Problem details: Below are the records; tally the lines in them that include the word "await" and reply with the number alone.

Stored data:
··········

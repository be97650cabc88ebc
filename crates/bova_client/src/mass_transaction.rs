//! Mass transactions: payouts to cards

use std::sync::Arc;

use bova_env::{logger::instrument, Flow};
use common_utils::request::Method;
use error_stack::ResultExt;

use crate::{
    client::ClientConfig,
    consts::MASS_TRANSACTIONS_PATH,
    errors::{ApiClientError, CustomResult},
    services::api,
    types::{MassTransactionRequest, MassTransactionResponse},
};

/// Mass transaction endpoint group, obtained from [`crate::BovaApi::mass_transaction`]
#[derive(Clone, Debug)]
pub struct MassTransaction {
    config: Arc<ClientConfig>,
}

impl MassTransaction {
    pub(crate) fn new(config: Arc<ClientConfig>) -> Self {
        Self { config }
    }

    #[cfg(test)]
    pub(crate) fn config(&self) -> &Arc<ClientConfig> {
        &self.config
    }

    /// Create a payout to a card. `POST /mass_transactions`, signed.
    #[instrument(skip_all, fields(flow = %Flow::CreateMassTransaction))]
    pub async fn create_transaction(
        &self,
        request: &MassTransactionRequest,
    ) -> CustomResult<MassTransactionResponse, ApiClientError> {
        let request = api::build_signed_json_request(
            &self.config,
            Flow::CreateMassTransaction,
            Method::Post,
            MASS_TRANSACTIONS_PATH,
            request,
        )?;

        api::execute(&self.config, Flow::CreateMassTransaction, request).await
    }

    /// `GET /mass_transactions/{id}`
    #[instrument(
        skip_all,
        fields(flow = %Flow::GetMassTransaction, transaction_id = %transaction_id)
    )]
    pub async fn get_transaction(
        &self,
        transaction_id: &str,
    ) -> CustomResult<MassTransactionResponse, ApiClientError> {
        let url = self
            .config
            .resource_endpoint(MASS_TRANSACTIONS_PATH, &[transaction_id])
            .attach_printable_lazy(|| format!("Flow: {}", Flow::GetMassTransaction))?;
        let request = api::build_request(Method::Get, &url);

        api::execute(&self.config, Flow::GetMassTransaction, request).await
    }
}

··········

Solution: 2